Mike a more reliable souce relates ....

The first machine installed at Apple was an
X-MP 48 completed in August 1986. It had painted purple metallic columns
and black power supplies. John Scully was the CEO, and he called the
Western Region office in Pleasanton, Ca to get the salesman for his area
of Cupertino, and his call was directed to Mike Wilhelm, the Western
Region Manager, who after a lengthy conversation dispatched the salesman
Bence Gerber, who sold the machine. I was standing at the receptionist
desk who took John Scully's call when it came in, and got excited that
Apple called us, and then went to Mike Wilhelm's secretary to hear what
happened. I was also present for the installation, and spent many days
covering the site.

According to this quote from Macobserver the timeline would indicate that Scully was in charge at that time.

1985: Apple's board of directors authorizes John Sculley to remove Steve Jobs as executive VP and general manager of the faltering Macintosh division. Sculley, who genuinely liked Jobs, didn't act right away, hoping to make a smooth transition. Only after discovering Jobs' plan for a coup the following month did Sculley finally strip the founder of all operational responsibilities.
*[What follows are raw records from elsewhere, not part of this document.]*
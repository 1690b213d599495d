//! Typed project-management records persisted in the project document.
//!
//! # Responsibility
//! - Define one record type per entity section of the document.
//! - Provide the shared [`Entity`] contract used by the document facade,
//!   the store mapping and the read-through cache.
//!
//! # Invariants
//! - Every record carries a stable id inside its entity's own namespace.
//! - Task ids are unique document-wide; a child task is reachable only via
//!   its parent's child list.
//! - Deletion is plain removal; there are no tombstones.

/// Implements [`Entity`] for a flat record and declares its patch type.
macro_rules! record_entity {
    ($ty:ident, $patch:ident, $kind:expr, { $($field:ident : $fty:ty),* $(,)? }) => {
        #[derive(Debug, Clone, Default)]
        pub struct $patch {
            $(pub $field: Option<$fty>,)*
        }

        impl $crate::model::Entity for $ty {
            const KIND: $crate::model::EntityKind = $kind;
            type Patch = $patch;

            fn id(&self) -> &str {
                &self.id
            }

            fn set_id(&mut self, id: String) {
                self.id = id;
            }

            fn apply_patch(&mut self, patch: $patch) {
                $(
                    if let Some(value) = patch.$field {
                        self.$field = value;
                    }
                )*
            }
        }
    };
}

pub mod billing;
pub mod canvas;
pub mod crm;
pub mod note;
pub mod records;
pub mod task;

use serde::{Deserialize, Serialize};
use std::fmt::{Display, Formatter};

/// Addressable record type with its own id namespace and document section.
#[derive(Debug, Clone, Copy, PartialEq, Eq, Hash, PartialOrd, Ord, Serialize, Deserialize)]
#[serde(rename_all = "snake_case")]
pub enum EntityKind {
    Task,
    Note,
    Goal,
    Milestone,
    Idea,
    Retrospective,
    StickyNote,
    Mindmap,
    C4Component,
    Customer,
    Company,
    Swot,
    RiskAnalysis,
    LeanCanvas,
    BusinessModel,
    ProjectValue,
    Brief,
    CapacityPlan,
    StrategicBuilder,
    Rate,
    Quote,
    Invoice,
    Contact,
    Deal,
    Interaction,
    TimeEntry,
}

impl EntityKind {
    pub const ALL: [EntityKind; 26] = [
        EntityKind::Task,
        EntityKind::Note,
        EntityKind::Goal,
        EntityKind::Milestone,
        EntityKind::Idea,
        EntityKind::Retrospective,
        EntityKind::StickyNote,
        EntityKind::Mindmap,
        EntityKind::C4Component,
        EntityKind::Customer,
        EntityKind::Company,
        EntityKind::Swot,
        EntityKind::RiskAnalysis,
        EntityKind::LeanCanvas,
        EntityKind::BusinessModel,
        EntityKind::ProjectValue,
        EntityKind::Brief,
        EntityKind::CapacityPlan,
        EntityKind::StrategicBuilder,
        EntityKind::Rate,
        EntityKind::Quote,
        EntityKind::Invoice,
        EntityKind::Contact,
        EntityKind::Deal,
        EntityKind::Interaction,
        EntityKind::TimeEntry,
    ];

    /// Identifier prefix written in `<!-- id: prefix_N -->` comments.
    ///
    /// Tasks use bare integers and therefore have no prefix.
    pub fn id_prefix(self) -> Option<&'static str> {
        match self {
            Self::Task => None,
            Self::Note => Some("note"),
            Self::Goal => Some("goal"),
            Self::Milestone => Some("milestone"),
            Self::Idea => Some("idea"),
            Self::Retrospective => Some("retro"),
            Self::StickyNote => Some("sticky"),
            Self::Mindmap => Some("mindmap"),
            Self::C4Component => Some("c4_component"),
            Self::Customer => Some("customer"),
            Self::Company => Some("company"),
            Self::Swot => Some("swot"),
            Self::RiskAnalysis => Some("risk"),
            Self::LeanCanvas => Some("lean_canvas"),
            Self::BusinessModel => Some("business_model"),
            Self::ProjectValue => Some("project_value"),
            Self::Brief => Some("brief"),
            Self::CapacityPlan => Some("capacity"),
            Self::StrategicBuilder => Some("strategic"),
            Self::Rate => Some("rate"),
            Self::Quote => Some("quote"),
            Self::Invoice => Some("invoice"),
            Self::Contact => Some("contact"),
            Self::Deal => Some("deal"),
            Self::Interaction => Some("interaction"),
            Self::TimeEntry => Some("time_entry"),
        }
    }

    /// Stable lowercase name used in logs, counters and search hits.
    pub fn as_str(self) -> &'static str {
        match self {
            Self::Task => "task",
            Self::Note => "note",
            Self::Goal => "goal",
            Self::Milestone => "milestone",
            Self::Idea => "idea",
            Self::Retrospective => "retrospective",
            Self::StickyNote => "sticky_note",
            Self::Mindmap => "mindmap",
            Self::C4Component => "c4_component",
            Self::Customer => "customer",
            Self::Company => "company",
            Self::Swot => "swot",
            Self::RiskAnalysis => "risk_analysis",
            Self::LeanCanvas => "lean_canvas",
            Self::BusinessModel => "business_model",
            Self::ProjectValue => "project_value",
            Self::Brief => "brief",
            Self::CapacityPlan => "capacity_plan",
            Self::StrategicBuilder => "strategic_builder",
            Self::Rate => "rate",
            Self::Quote => "quote",
            Self::Invoice => "invoice",
            Self::Contact => "contact",
            Self::Deal => "deal",
            Self::Interaction => "interaction",
            Self::TimeEntry => "time_entry",
        }
    }

    pub fn parse(value: &str) -> Option<Self> {
        Self::ALL.into_iter().find(|kind| kind.as_str() == value)
    }

    /// Formats the `n`-th identifier of this kind.
    pub fn format_id(self, n: u64) -> String {
        match self.id_prefix() {
            Some(prefix) => format!("{prefix}_{n}"),
            None => n.to_string(),
        }
    }

    /// Returns the numeric suffix of an identifier of this kind.
    pub fn numeric_suffix(self, id: &str) -> Option<u64> {
        match self.id_prefix() {
            None => id.trim().parse().ok(),
            Some(prefix) => id
                .strip_prefix(prefix)
                .and_then(|rest| rest.strip_prefix('_'))
                .and_then(|digits| digits.parse().ok()),
        }
    }
}

impl Display for EntityKind {
    fn fmt(&self, f: &mut Formatter<'_>) -> std::fmt::Result {
        f.write_str(self.as_str())
    }
}

/// Shared contract for every record type held by the document.
///
/// Collection helpers default to a flat list; tree-shaped entities
/// (tasks) override them to recurse into owned children.
pub trait Entity: Clone + std::fmt::Debug + PartialEq + Sized {
    const KIND: EntityKind;

    /// Partial update; `None` fields are preserved, never nulled.
    type Patch: Default + Clone + std::fmt::Debug;

    fn id(&self) -> &str;
    fn set_id(&mut self, id: String);
    fn apply_patch(&mut self, patch: Self::Patch);

    /// Hook run once when the facade creates the record.
    fn on_create(&mut self, _now: &str) {}

    /// Hook run after a patch has been merged.
    fn on_update(&mut self, _now: &str) {}

    /// Gives nested records without an id one from `reserve`.
    fn fill_nested_ids(&mut self, _reserve: &mut dyn FnMut() -> String) {}

    fn find<'a>(items: &'a [Self], id: &str) -> Option<&'a Self> {
        items.iter().find(|item| item.id() == id)
    }

    fn find_mut<'a>(items: &'a mut [Self], id: &str) -> Option<&'a mut Self> {
        items.iter_mut().find(|item| item.id() == id)
    }

    fn insert(items: &mut Vec<Self>, item: Self) {
        items.push(item);
    }

    /// Removes the record with `id`; returns whether anything was removed.
    fn remove(items: &mut Vec<Self>, id: &str) -> bool {
        let before = items.len();
        items.retain(|item| item.id() != id);
        items.len() != before
    }

    fn collect_ids(items: &[Self], out: &mut Vec<String>) {
        out.extend(items.iter().map(|item| item.id().to_string()));
    }
}

/// Returns every id held by `items`, including nested records.
pub fn all_ids<E: Entity>(items: &[E]) -> Vec<String> {
    let mut ids = Vec::new();
    E::collect_ids(items, &mut ids);
    ids
}

/// Highest numeric id suffix present in `items`.
pub fn max_numeric_id<E: Entity>(items: &[E]) -> u64 {
    all_ids(items)
        .iter()
        .filter_map(|id| E::KIND.numeric_suffix(id))
        .max()
        .unwrap_or(0)
}

/// Assigns fresh ids above the current maximum to records without one.
pub fn fill_missing_ids<E: Entity>(items: &mut [E]) {
    let mut next = max_numeric_id(items);
    for item in items.iter_mut() {
        if item.id().trim().is_empty() {
            next += 1;
            item.set_id(E::KIND.format_id(next));
        }
    }
}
The machines originally purchased to help out on a computer on a chip project, the machines eventually earned their keep running MOLDFLOW an injection plastic modelling program ( producing some results in the form of Quicktime movies) and later as a file server. Other applications were CFD codes for disk drive design improvement and one source reports ".. they sometimes ran the first XMP as a single user MacOS emulator ... They had a frame buffer and a mouse hooked up to the IOP."
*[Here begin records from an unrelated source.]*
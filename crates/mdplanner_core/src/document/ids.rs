//! Per-kind identifier allocation.
//!
//! # Invariants
//! - A reserved id is strictly greater than every id of the same kind in
//!   the document, every id handed out earlier in this process for the same
//!   path, and the persisted counter when one is attached.
//! - Allocation only happens while the document write lock is held.

use super::write_safety::LockState;
use crate::model::EntityKind;

/// Durable storage of the last reserved number per entity kind.
pub trait IdCounterStore: Send {
    fn load(&mut self, kind: EntityKind) -> Option<u64>;
    fn store(&mut self, kind: EntityKind, value: u64);
}

/// Next number for `kind` given the highest number seen in the document
/// and the persisted counter value.
pub(crate) fn peek(kind: EntityKind, document_max: u64, state: &LockState, persisted: u64) -> u64 {
    document_max.max(state.counter(kind)).max(persisted) + 1
}

/// Reserves the next id for `kind`, advancing the in-process counter and
/// the persisted counter.
pub(crate) fn reserve(
    kind: EntityKind,
    document_max: u64,
    state: &mut LockState,
    store: Option<&mut dyn IdCounterStore>,
) -> String {
    let next = match store {
        Some(store) => {
            let persisted = store.load(kind).unwrap_or(0);
            let next = peek(kind, document_max, state, persisted);
            store.store(kind, next);
            next
        }
        None => peek(kind, document_max, state, 0),
    };
    state.set_counter(kind, next);
    kind.format_id(next)
}

#[cfg(test)]
mod tests {
    use super::*;
    use std::collections::HashMap;

    #[derive(Default)]
    struct MemoryCounters(HashMap<EntityKind, u64>);

    impl IdCounterStore for MemoryCounters {
        fn load(&mut self, kind: EntityKind) -> Option<u64> {
            self.0.get(&kind).copied()
        }

        fn store(&mut self, kind: EntityKind, value: u64) {
            self.0.insert(kind, value);
        }
    }

    #[test]
    fn reserved_ids_never_repeat_after_deletion() {
        let mut state = LockState::default();
        assert_eq!(reserve(EntityKind::Goal, 2, &mut state, None), "goal_3");
        // The document no longer holds goal_3, but the counter remembers it.
        assert_eq!(reserve(EntityKind::Goal, 2, &mut state, None), "goal_4");
        assert_eq!(reserve(EntityKind::Note, 0, &mut state, None), "note_1");
    }

    #[test]
    fn persisted_counter_seeds_allocation() {
        let mut state = LockState::default();
        let mut counters = MemoryCounters::default();
        counters.store(EntityKind::Task, 40);
        let id = reserve(EntityKind::Task, 5, &mut state, Some(&mut counters));
        assert_eq!(id, "41");
        assert_eq!(counters.load(EntityKind::Task), Some(41));
    }
}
 T3d cube of cubes logo animated by changing the size of the surrounding balls.

What is less well known however is that the small active display panel on the T3d was an Apple powerbook. The powerbook ran a Macromedia presentation showing the T3d cube of cubes logo with an orbiting growing/shrinking sphere. The display at one site was changed to alternate with a presentation plaque display. It was rumoured that one site engineer ordered a collection of spare bits that, over time, comprised a complete new powerbook.

According to a CCC inside source Seymour Cray and the Cray Computer Corporation Macintosh computers where the desktop of choice and were used almost exclusivly whilst the company worked on the Cray-3 and Cray-4 projects. Much of such work was moving text and graphic files arround a shared network.
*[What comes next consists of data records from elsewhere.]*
//! Declarative registry of the per-entity store tables.
//!
//! Each [`TableDef`] yields the table, its secondary indexes and, when it
//! is searchable, an external-content FTS5 table kept current by
//! insert/update/delete triggers.

use super::DbResult;
use crate::model::EntityKind;
use log::info;
use rusqlite::Connection;

#[derive(Debug, Clone, Copy, PartialEq, Eq)]
pub struct ColumnDef {
    pub name: &'static str,
    pub sql_type: &'static str,
}

const fn col(name: &'static str, sql_type: &'static str) -> ColumnDef {
    ColumnDef { name, sql_type }
}

/// Full-text index over one title column and one body column.
#[derive(Debug, Clone, Copy, PartialEq, Eq)]
pub struct FtsDef {
    pub title_column: &'static str,
    pub content_column: &'static str,
}

#[derive(Debug, Clone, Copy, PartialEq, Eq)]
pub struct TableDef {
    pub name: &'static str,
    pub kind: EntityKind,
    /// First column is always `id TEXT PRIMARY KEY`.
    pub columns: &'static [ColumnDef],
    pub fts: Option<FtsDef>,
    pub indexes: &'static [&'static str],
    /// Self-referencing column for tree-shaped entities.
    pub parent_column: Option<&'static str>,
}

impl TableDef {
    pub fn fts_table(&self) -> String {
        format!("{}_fts", self.name)
    }

    pub fn column_names(&self) -> Vec<&'static str> {
        self.columns.iter().map(|column| column.name).collect()
    }
}

const ID: ColumnDef = col("id", "TEXT PRIMARY KEY");

pub const TASKS: TableDef = TableDef {
    name: "tasks",
    kind: EntityKind::Task,
    columns: &[
        ID,
        col("title", "TEXT NOT NULL"),
        col("completed", "INTEGER NOT NULL DEFAULT 0"),
        col("section", "TEXT NOT NULL"),
        col("description", "TEXT"),
        col("tags", "TEXT"),
        col("due_date", "TEXT"),
        col("assignee", "TEXT"),
        col("priority", "INTEGER"),
        col("effort", "INTEGER"),
        col("milestone", "TEXT"),
        col("blocked_by", "TEXT"),
        col("planned_start", "TEXT"),
        col("planned_end", "TEXT"),
        col("parent_id", "TEXT"),
        col("config", "TEXT"),
    ],
    fts: Some(FtsDef {
        title_column: "title",
        content_column: "description",
    }),
    indexes: &["section", "assignee", "milestone", "completed", "due_date", "parent_id"],
    parent_column: Some("parent_id"),
};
The Sept 1999 launch on the www.Apple.com web site of the G4 Macintosh computers displayed a YMP-8D computer on the processor page. Whilst there was no direct reference to that particular machine there was a requote of the Seymour quote about "using an Apple to simulate the Cray-3" in a sidebar. ( prob this should be Cray-2 ED). The G4 is being touted as a "Supercomputer for the desktop" and with the performance figures of a Gigaflop/s (1 CPU) it is certainly up to at least 1992 supercomputer cpu speed. The YMP pictured on the site would have had 0.333 Gflop/s per cpu but was sold as sustaining 1 Gflop/s, for the whole machine, on real life applications. It remains to be seen if the G4 can match the memory size, memory bandwidth and IO capacity of this 8 year old Cray. Supercomputers these days do a Teraflop/s. There is however no doubt that it will be cheaper to buy.

  The popular Macintosh telnet program developed by NCSA has an icon which is an XMP surrounded by a network with Macs. NCSA had a Cray accessed by Macs and thus needed to develop such a program. NCSA = National Centre for Supercomputer Applications.

Another one of those strange coincidences was problems using perspex as a chassis material. Apple had problems with the Cube, the corners were subject to cracking in some instances. At Cray the original Cray 2 had the cylindrical coolant reservoirs and cascades. They found for some reason the perspex that they were made of after a while started to "craze" and appeared like there were many fine cracks in it. In the end they designed a new rectangular cascade that had a smaller footprint and was made of glass ( I think!!) and that solved the problem. More details related here.

These notes from The Cray FAQ

Further details in this article from Cray Channels 1987 (c)Cray Research Written by Kent Koeninger at or about the time of the Cray purchase.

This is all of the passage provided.